* [What you will do]
Count the lines in the records below that contain the word "trait", and give only that count.

* [Stored data entries]
--------------------
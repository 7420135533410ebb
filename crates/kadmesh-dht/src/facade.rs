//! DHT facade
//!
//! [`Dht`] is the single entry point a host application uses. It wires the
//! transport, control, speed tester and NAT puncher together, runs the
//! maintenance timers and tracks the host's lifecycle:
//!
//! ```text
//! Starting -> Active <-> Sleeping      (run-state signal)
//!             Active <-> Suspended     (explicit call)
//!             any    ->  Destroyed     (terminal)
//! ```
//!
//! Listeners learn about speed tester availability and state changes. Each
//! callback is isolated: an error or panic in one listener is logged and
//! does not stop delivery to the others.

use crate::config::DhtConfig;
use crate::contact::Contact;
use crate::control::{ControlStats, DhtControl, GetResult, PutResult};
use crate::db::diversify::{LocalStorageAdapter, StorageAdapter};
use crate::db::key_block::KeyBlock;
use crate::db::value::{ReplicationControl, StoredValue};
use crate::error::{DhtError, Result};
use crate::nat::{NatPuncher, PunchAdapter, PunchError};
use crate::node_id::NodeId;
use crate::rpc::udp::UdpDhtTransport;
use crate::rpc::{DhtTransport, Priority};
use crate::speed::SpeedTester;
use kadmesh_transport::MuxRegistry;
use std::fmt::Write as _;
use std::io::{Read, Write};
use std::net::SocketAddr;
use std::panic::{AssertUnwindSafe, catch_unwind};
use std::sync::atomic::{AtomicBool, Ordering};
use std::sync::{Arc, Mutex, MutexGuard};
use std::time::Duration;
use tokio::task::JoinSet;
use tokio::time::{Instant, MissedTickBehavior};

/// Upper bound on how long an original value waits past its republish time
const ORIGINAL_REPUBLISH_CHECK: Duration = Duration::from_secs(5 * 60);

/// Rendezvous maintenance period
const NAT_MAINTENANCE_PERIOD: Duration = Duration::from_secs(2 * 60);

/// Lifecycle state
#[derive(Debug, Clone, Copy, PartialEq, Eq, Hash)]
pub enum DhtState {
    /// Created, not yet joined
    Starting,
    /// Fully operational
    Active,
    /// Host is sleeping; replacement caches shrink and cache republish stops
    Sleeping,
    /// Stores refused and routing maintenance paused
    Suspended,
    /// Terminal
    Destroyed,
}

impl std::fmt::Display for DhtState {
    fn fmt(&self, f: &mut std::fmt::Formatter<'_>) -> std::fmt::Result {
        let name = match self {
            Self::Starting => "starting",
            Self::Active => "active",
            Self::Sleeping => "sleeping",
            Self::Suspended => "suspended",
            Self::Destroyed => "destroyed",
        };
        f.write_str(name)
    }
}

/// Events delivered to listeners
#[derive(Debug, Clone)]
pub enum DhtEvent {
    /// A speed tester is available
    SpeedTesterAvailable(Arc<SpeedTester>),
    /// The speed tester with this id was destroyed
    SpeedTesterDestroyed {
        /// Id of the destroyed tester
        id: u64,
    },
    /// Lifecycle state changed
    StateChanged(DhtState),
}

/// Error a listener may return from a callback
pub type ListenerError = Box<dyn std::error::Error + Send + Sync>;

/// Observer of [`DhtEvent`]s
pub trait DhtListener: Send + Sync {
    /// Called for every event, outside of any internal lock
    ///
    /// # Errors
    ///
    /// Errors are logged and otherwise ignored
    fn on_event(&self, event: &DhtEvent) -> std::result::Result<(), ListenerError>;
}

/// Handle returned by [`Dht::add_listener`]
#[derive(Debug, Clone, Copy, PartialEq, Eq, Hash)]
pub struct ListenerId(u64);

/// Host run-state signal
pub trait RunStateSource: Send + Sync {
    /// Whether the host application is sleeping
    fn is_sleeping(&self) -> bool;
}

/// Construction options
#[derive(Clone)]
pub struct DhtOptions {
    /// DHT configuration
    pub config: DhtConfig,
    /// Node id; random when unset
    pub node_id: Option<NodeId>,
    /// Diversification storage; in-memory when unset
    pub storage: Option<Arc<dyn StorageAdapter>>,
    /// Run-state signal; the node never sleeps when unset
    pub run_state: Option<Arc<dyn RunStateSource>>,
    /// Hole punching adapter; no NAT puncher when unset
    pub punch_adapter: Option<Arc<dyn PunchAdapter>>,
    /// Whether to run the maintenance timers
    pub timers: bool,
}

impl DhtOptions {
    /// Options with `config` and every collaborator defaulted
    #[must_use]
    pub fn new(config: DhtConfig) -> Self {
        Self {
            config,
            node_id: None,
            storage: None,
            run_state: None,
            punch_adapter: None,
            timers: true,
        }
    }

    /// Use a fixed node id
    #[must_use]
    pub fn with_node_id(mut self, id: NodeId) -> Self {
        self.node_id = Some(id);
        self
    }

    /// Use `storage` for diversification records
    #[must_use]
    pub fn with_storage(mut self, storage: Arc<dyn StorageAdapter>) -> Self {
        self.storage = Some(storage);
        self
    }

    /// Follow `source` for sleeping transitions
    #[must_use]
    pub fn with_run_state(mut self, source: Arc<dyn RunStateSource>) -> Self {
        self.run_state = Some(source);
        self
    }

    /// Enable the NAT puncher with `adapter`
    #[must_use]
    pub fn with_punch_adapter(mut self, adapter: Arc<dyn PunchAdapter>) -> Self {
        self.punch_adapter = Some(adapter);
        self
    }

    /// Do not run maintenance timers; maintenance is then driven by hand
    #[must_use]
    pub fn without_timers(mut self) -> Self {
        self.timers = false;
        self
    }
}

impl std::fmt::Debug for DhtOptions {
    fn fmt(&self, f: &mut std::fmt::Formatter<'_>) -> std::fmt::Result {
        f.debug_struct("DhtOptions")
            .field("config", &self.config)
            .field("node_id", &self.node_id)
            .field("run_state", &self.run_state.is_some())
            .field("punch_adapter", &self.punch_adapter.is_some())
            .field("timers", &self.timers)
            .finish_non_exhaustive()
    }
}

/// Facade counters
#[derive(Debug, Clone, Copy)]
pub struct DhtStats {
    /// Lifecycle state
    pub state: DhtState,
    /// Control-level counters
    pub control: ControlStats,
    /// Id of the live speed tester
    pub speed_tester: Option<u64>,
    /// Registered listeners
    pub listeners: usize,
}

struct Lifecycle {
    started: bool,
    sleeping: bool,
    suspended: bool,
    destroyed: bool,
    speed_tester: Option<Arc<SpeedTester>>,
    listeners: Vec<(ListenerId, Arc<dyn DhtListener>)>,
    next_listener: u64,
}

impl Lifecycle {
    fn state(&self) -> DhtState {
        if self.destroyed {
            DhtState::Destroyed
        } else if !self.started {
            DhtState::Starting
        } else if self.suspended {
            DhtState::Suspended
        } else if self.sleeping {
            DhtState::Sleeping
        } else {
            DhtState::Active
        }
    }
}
--------------------
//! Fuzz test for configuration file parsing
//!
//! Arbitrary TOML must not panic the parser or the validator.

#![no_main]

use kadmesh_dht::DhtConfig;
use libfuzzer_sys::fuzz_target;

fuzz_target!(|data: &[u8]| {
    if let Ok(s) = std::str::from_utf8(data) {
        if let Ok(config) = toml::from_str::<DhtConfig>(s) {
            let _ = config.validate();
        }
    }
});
--------------------
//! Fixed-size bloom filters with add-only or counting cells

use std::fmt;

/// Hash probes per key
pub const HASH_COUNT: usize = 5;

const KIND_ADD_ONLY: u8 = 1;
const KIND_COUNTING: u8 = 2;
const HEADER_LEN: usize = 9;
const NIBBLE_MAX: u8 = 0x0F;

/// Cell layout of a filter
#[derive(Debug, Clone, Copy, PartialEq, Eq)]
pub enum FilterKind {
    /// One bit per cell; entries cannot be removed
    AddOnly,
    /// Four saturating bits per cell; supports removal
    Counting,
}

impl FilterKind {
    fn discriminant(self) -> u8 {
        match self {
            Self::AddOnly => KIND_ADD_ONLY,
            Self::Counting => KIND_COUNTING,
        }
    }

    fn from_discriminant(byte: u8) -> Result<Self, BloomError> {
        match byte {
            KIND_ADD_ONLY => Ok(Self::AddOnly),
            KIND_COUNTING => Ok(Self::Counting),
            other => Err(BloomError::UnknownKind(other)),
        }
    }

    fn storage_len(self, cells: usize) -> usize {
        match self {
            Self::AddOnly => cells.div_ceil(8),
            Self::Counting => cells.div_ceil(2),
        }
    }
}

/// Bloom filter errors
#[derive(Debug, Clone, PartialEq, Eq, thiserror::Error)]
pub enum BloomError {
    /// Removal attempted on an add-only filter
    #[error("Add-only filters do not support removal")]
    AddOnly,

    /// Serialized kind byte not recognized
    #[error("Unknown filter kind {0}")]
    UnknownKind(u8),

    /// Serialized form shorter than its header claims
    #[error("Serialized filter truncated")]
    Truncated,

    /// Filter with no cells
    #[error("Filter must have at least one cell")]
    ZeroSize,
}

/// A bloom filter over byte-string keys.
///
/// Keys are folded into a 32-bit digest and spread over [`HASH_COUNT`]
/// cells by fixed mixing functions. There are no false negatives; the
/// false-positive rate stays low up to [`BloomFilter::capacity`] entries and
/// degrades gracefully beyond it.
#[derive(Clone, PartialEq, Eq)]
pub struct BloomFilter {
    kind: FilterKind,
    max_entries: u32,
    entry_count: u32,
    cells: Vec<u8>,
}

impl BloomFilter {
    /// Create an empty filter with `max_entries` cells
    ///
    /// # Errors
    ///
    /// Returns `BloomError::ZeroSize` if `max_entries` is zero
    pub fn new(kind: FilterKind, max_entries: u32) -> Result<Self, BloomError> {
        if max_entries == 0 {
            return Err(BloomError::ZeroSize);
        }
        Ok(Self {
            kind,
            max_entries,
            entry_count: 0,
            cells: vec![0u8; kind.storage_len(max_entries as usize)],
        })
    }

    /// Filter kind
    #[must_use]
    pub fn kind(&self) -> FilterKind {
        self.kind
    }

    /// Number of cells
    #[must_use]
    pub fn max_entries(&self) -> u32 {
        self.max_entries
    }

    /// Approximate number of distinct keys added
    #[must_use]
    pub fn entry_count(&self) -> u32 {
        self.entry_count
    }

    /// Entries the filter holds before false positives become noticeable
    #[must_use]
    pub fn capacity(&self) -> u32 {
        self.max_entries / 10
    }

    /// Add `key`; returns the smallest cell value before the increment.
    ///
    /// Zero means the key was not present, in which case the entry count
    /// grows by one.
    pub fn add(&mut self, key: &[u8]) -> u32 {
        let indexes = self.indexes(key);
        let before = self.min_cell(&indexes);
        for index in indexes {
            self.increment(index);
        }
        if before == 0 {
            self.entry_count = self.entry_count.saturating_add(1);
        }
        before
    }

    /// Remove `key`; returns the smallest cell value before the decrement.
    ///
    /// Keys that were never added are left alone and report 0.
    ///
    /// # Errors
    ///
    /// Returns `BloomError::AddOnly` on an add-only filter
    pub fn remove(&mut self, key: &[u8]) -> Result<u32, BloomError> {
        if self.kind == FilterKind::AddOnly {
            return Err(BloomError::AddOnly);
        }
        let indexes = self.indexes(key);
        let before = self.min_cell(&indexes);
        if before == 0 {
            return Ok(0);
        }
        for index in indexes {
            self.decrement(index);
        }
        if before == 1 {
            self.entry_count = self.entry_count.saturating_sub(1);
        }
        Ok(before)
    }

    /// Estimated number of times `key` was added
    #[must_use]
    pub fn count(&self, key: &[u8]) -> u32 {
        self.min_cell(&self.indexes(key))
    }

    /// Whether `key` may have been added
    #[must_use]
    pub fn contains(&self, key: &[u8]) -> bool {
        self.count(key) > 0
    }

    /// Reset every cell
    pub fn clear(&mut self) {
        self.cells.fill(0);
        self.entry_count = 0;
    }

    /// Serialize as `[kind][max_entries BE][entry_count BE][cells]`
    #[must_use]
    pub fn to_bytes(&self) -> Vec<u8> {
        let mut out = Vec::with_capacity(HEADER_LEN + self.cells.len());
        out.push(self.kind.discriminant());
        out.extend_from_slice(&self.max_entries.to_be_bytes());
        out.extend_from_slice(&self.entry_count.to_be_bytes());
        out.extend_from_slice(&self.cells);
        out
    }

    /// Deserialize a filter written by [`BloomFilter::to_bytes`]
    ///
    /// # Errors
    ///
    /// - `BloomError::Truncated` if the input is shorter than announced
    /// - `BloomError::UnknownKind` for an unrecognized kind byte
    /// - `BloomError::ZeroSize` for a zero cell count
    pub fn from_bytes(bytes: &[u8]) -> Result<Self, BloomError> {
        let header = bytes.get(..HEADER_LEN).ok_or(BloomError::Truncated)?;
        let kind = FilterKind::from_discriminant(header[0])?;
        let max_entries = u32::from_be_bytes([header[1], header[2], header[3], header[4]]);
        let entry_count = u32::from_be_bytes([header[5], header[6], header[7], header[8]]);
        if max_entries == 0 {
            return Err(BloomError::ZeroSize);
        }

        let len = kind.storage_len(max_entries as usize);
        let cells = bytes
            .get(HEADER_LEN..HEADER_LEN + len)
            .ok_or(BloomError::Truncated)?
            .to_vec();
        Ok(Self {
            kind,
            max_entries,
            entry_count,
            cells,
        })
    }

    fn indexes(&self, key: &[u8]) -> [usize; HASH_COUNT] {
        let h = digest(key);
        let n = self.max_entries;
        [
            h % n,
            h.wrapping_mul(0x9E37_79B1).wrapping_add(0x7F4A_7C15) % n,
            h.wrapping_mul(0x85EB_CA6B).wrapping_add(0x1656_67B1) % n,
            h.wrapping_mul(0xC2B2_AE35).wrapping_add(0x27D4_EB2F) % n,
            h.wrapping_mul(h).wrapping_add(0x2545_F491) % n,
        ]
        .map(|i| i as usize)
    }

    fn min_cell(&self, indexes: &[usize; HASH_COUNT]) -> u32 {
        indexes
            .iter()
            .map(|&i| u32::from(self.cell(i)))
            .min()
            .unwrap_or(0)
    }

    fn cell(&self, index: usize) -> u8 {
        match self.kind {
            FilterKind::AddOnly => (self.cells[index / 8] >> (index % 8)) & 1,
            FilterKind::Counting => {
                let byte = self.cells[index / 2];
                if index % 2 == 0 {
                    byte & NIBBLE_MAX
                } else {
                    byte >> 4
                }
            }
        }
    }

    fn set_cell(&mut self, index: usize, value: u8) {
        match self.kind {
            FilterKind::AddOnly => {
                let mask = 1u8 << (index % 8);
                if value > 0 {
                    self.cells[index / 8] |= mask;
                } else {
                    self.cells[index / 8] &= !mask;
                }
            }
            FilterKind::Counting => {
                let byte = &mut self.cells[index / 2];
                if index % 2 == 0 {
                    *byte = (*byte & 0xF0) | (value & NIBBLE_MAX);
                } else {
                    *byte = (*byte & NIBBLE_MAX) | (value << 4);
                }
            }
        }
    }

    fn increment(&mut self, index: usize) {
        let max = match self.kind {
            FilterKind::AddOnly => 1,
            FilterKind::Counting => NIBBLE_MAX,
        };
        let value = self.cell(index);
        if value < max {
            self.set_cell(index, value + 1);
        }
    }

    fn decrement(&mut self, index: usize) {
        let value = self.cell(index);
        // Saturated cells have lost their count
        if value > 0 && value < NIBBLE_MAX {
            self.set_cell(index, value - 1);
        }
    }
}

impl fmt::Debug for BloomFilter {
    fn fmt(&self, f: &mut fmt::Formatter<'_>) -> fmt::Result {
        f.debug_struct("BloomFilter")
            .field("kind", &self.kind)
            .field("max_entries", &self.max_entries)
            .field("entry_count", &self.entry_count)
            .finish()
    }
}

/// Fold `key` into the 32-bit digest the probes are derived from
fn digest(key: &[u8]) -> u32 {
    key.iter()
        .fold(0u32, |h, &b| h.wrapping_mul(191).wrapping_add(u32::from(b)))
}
--------------------
* [Answer to this task]
2